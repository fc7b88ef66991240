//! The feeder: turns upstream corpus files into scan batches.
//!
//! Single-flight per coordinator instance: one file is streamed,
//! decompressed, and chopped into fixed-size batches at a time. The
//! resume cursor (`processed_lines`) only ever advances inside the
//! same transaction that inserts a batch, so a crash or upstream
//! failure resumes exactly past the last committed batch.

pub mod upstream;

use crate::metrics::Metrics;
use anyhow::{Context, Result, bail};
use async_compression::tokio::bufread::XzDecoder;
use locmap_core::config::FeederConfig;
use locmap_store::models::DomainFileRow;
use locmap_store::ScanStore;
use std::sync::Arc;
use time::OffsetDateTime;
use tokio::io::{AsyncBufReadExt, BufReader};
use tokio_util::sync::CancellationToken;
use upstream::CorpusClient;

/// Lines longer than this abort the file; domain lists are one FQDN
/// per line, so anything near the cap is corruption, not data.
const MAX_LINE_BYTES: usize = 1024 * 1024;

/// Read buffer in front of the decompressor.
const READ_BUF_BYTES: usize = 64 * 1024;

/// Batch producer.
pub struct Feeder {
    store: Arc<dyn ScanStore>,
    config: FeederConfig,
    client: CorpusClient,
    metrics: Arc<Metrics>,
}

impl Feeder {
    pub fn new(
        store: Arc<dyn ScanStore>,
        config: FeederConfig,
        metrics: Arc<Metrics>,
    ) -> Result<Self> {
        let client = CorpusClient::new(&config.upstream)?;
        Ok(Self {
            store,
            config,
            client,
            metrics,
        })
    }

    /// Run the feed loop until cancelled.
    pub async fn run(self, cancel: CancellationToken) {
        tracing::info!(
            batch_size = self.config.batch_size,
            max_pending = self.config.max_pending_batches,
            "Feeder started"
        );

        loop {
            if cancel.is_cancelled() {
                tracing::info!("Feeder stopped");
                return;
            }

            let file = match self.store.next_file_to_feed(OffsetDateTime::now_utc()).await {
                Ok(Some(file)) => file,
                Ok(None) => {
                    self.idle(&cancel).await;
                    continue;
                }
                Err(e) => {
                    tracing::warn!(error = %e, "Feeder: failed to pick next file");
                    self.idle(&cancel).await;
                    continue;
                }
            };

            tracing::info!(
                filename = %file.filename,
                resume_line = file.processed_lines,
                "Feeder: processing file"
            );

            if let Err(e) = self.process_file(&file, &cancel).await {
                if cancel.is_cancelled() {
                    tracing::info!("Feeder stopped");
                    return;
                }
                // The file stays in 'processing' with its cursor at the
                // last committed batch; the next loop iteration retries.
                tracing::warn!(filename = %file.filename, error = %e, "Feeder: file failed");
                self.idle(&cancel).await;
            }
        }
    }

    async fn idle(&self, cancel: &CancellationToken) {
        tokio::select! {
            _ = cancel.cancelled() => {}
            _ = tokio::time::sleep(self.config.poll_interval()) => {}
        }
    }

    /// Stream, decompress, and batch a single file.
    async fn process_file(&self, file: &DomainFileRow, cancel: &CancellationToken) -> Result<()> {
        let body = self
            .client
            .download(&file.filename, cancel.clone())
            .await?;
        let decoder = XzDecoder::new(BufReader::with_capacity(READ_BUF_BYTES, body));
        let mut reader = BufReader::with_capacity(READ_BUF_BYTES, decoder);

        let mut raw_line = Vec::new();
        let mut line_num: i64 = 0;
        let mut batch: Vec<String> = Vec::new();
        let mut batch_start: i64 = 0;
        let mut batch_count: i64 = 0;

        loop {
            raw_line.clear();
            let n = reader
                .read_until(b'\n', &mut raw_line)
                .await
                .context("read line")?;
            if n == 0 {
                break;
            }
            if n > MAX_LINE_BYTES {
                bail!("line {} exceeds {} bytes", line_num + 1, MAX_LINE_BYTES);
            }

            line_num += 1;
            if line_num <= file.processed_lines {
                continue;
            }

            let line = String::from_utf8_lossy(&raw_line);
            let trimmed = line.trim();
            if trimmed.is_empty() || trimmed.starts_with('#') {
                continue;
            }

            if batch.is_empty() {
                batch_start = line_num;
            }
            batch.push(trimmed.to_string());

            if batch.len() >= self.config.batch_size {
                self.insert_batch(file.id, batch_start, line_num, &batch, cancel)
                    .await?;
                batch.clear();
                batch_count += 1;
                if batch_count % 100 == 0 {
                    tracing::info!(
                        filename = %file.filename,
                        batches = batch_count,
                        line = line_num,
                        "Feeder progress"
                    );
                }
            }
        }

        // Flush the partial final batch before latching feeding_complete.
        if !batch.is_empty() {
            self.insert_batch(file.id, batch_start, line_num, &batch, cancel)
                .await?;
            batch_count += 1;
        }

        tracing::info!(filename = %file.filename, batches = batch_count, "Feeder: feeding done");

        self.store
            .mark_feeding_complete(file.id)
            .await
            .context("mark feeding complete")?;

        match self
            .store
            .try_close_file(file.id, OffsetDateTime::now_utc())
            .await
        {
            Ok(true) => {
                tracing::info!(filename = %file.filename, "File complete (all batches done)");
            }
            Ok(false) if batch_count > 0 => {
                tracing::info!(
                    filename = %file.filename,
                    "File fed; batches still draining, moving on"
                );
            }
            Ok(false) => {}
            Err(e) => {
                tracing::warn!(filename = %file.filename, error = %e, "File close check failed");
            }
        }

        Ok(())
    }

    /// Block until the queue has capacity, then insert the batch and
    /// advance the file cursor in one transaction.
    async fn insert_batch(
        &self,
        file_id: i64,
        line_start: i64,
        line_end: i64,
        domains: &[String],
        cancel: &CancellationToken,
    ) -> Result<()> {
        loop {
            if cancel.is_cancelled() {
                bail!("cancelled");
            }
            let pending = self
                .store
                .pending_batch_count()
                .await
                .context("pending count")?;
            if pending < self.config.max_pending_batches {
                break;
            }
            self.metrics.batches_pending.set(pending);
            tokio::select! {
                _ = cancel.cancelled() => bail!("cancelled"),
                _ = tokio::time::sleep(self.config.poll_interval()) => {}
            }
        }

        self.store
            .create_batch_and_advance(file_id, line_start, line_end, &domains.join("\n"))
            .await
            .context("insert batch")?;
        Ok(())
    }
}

* * *

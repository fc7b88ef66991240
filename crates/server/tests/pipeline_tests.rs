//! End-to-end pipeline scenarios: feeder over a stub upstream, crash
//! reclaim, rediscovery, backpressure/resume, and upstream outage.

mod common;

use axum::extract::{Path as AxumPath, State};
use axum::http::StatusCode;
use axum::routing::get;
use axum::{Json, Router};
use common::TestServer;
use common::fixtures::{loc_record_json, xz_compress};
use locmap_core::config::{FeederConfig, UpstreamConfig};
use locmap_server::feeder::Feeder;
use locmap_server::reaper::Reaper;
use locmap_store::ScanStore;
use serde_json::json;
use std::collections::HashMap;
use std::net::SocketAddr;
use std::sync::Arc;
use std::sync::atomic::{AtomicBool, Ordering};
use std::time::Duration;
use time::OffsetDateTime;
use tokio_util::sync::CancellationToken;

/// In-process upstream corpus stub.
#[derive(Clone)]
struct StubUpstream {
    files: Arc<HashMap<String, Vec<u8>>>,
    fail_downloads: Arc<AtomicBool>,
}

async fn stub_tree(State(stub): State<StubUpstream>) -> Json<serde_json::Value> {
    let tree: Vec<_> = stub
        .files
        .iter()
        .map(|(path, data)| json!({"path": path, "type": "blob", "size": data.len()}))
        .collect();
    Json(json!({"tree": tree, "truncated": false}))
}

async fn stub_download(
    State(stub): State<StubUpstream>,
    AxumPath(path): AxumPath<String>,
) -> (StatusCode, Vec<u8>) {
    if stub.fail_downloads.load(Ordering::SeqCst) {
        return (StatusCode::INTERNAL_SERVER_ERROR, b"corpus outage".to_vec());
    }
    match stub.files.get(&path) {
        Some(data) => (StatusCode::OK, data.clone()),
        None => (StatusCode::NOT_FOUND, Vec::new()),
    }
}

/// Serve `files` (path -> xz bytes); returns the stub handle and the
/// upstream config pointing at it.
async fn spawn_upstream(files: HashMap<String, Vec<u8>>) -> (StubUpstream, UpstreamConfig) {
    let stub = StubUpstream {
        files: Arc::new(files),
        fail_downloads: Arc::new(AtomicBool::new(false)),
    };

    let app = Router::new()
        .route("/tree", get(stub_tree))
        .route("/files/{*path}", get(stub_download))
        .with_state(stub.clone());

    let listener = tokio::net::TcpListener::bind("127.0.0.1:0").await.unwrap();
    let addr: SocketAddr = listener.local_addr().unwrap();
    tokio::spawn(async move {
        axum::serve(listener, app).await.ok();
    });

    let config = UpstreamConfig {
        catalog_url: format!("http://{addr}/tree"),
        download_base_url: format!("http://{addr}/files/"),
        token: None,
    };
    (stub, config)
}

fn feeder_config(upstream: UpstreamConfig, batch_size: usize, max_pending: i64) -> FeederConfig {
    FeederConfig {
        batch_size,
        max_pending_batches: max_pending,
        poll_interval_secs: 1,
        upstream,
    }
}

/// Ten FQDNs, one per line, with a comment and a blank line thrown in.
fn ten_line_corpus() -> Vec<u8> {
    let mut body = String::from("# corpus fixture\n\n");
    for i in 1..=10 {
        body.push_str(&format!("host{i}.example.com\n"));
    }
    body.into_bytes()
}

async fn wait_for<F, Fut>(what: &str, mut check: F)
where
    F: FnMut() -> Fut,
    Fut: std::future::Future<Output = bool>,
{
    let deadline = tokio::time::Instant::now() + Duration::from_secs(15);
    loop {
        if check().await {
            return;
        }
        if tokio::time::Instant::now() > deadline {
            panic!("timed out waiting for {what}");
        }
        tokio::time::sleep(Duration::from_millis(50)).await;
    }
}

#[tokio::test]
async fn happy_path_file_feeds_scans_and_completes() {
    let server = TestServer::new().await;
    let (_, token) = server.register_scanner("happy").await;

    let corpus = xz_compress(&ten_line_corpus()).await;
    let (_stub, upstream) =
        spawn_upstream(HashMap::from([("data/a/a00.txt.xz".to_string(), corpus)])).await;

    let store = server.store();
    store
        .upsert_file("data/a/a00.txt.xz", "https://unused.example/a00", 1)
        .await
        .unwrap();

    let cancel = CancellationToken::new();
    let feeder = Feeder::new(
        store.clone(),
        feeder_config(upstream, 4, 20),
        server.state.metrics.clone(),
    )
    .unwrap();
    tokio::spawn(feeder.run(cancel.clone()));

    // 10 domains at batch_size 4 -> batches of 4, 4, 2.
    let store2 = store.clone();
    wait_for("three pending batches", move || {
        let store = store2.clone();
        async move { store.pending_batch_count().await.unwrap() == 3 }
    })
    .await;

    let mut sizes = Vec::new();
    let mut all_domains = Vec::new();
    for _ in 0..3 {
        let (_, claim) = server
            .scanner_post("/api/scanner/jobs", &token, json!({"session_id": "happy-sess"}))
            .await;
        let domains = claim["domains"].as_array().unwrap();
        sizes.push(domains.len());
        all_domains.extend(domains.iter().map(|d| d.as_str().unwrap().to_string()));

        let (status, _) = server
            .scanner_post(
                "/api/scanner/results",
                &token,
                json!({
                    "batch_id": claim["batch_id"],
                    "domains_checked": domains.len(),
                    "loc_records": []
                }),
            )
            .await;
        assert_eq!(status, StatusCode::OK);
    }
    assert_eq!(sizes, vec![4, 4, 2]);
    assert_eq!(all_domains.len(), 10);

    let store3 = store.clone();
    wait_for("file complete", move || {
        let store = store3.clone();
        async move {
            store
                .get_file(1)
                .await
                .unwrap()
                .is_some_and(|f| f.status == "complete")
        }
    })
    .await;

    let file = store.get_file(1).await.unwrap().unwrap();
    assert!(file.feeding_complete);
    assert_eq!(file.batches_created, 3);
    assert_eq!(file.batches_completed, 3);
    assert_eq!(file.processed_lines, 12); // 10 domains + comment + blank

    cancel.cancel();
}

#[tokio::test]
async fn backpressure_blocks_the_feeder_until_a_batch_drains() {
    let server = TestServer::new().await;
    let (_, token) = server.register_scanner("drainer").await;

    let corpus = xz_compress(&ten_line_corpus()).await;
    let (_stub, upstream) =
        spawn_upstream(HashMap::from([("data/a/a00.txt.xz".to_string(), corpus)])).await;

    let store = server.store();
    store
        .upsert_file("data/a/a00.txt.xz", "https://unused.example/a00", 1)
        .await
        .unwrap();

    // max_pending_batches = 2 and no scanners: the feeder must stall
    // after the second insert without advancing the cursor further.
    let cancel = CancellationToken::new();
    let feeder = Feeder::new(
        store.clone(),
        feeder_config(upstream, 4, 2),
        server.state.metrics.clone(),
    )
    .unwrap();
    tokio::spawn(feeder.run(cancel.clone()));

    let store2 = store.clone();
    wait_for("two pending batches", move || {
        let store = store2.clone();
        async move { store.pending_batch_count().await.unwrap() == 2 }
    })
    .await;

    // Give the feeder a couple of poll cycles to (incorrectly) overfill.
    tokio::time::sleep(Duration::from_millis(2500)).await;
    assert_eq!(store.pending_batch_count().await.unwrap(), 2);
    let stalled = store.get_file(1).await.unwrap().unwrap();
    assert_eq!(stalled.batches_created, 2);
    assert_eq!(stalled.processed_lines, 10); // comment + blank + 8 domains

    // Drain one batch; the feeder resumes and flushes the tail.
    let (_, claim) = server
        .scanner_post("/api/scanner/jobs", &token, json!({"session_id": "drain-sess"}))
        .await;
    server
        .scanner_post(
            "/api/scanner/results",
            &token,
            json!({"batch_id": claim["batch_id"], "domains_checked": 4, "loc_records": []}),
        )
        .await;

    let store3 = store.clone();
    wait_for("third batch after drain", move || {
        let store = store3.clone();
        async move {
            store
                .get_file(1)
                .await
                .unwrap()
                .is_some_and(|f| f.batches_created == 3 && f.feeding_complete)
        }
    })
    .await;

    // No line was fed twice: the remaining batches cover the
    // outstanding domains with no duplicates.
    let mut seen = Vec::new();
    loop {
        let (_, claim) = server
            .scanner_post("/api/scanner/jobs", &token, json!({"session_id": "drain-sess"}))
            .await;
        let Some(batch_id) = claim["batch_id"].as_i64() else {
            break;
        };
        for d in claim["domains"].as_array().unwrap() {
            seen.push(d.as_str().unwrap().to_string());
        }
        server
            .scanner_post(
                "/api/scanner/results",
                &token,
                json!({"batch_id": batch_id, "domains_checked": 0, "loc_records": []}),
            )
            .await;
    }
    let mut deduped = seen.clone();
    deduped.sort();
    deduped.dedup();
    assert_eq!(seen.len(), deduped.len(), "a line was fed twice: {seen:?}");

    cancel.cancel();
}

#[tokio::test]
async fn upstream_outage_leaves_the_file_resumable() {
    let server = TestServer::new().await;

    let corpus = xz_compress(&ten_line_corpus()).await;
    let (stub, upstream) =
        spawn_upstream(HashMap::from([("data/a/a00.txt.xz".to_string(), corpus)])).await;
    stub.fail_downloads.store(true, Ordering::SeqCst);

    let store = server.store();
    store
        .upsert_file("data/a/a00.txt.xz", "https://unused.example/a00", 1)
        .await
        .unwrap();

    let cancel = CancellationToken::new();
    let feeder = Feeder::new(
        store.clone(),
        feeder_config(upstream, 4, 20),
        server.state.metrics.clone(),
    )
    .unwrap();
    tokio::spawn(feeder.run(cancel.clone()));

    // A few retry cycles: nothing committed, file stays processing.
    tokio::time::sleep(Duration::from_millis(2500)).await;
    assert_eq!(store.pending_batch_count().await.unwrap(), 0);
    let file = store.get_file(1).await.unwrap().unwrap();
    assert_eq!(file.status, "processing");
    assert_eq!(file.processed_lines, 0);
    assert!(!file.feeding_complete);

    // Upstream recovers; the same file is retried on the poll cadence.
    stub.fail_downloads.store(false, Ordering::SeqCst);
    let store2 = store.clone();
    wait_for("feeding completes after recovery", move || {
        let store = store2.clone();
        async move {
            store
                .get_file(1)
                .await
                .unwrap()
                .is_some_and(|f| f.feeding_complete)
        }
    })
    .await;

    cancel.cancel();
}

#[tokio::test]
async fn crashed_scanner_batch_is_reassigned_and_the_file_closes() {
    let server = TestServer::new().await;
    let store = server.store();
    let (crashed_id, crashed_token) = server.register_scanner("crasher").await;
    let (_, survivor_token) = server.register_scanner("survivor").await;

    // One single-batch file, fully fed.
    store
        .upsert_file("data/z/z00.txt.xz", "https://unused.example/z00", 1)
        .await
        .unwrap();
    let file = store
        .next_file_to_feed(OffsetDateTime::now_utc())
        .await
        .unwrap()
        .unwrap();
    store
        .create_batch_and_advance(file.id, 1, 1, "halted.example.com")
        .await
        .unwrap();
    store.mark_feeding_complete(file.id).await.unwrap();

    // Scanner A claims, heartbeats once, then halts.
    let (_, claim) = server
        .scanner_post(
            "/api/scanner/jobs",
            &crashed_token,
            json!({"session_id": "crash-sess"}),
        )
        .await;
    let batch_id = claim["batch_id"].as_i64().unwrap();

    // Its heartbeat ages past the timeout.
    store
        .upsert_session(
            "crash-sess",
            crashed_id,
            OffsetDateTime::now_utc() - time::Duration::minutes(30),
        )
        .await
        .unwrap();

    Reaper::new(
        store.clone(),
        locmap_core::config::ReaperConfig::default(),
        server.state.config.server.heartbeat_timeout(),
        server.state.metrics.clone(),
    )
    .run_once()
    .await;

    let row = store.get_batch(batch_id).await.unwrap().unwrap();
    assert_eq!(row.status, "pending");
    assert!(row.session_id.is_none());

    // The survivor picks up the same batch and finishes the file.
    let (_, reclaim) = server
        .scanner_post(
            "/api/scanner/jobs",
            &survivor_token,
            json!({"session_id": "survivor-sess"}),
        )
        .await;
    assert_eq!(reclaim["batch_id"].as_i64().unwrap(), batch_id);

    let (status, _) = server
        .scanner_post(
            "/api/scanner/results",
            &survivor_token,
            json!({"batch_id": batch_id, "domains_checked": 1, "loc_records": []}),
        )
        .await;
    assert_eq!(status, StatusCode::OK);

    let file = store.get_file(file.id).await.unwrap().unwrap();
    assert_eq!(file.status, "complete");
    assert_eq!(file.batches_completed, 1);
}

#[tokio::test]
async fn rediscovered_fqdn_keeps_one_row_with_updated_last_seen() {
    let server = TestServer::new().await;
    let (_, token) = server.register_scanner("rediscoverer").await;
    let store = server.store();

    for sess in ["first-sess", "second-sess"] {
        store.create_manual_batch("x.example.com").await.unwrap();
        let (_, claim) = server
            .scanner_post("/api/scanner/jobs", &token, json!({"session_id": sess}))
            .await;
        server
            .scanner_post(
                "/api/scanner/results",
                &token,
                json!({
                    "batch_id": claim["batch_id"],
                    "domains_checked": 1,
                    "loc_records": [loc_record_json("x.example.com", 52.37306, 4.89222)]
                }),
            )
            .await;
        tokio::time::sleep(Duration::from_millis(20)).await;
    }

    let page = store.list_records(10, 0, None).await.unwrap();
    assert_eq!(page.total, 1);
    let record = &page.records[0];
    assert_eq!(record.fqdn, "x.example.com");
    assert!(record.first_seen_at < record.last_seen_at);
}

--

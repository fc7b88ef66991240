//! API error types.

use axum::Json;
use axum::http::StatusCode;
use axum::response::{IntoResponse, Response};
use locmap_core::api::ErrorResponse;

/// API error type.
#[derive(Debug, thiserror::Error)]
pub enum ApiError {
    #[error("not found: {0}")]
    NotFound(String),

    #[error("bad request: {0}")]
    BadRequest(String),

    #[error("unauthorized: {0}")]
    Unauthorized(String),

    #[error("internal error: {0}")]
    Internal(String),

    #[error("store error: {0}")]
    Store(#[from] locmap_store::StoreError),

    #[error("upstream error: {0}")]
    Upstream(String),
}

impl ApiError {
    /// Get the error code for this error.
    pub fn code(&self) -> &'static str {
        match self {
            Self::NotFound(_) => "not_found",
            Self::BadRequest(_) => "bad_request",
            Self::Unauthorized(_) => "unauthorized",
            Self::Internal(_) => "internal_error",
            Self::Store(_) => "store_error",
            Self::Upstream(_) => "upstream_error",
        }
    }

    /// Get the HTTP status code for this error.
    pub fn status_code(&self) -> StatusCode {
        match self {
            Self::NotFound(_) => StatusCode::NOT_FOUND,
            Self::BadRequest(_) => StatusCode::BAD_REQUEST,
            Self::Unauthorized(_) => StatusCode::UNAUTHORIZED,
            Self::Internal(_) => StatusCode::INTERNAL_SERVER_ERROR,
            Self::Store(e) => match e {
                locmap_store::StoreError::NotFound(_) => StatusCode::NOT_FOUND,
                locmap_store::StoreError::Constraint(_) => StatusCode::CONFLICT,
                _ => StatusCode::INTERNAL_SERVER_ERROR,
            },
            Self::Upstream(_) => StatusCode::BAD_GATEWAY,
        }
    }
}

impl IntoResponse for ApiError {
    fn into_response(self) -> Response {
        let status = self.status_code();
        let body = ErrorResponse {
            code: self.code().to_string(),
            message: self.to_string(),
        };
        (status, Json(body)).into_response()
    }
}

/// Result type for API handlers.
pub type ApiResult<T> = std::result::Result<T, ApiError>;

* [What the task requires]:
In the material above, each line with the word "jobs" should be copied.

* [Your response]:
            .scanner_post("/api/scanner/jobs", &token, json!({"session_id": "happy-sess"}))
        .scanner_post("/api/scanner/jobs", &token, json!({"session_id": "drain-sess"}))
            .scanner_post("/api/scanner/jobs", &token, json!({"session_id": "drain-sess"}))
            "/api/scanner/jobs",
            "/api/scanner/jobs",
            .scanner_post("/api/scanner/jobs", &token, json!({"session_id": sess}))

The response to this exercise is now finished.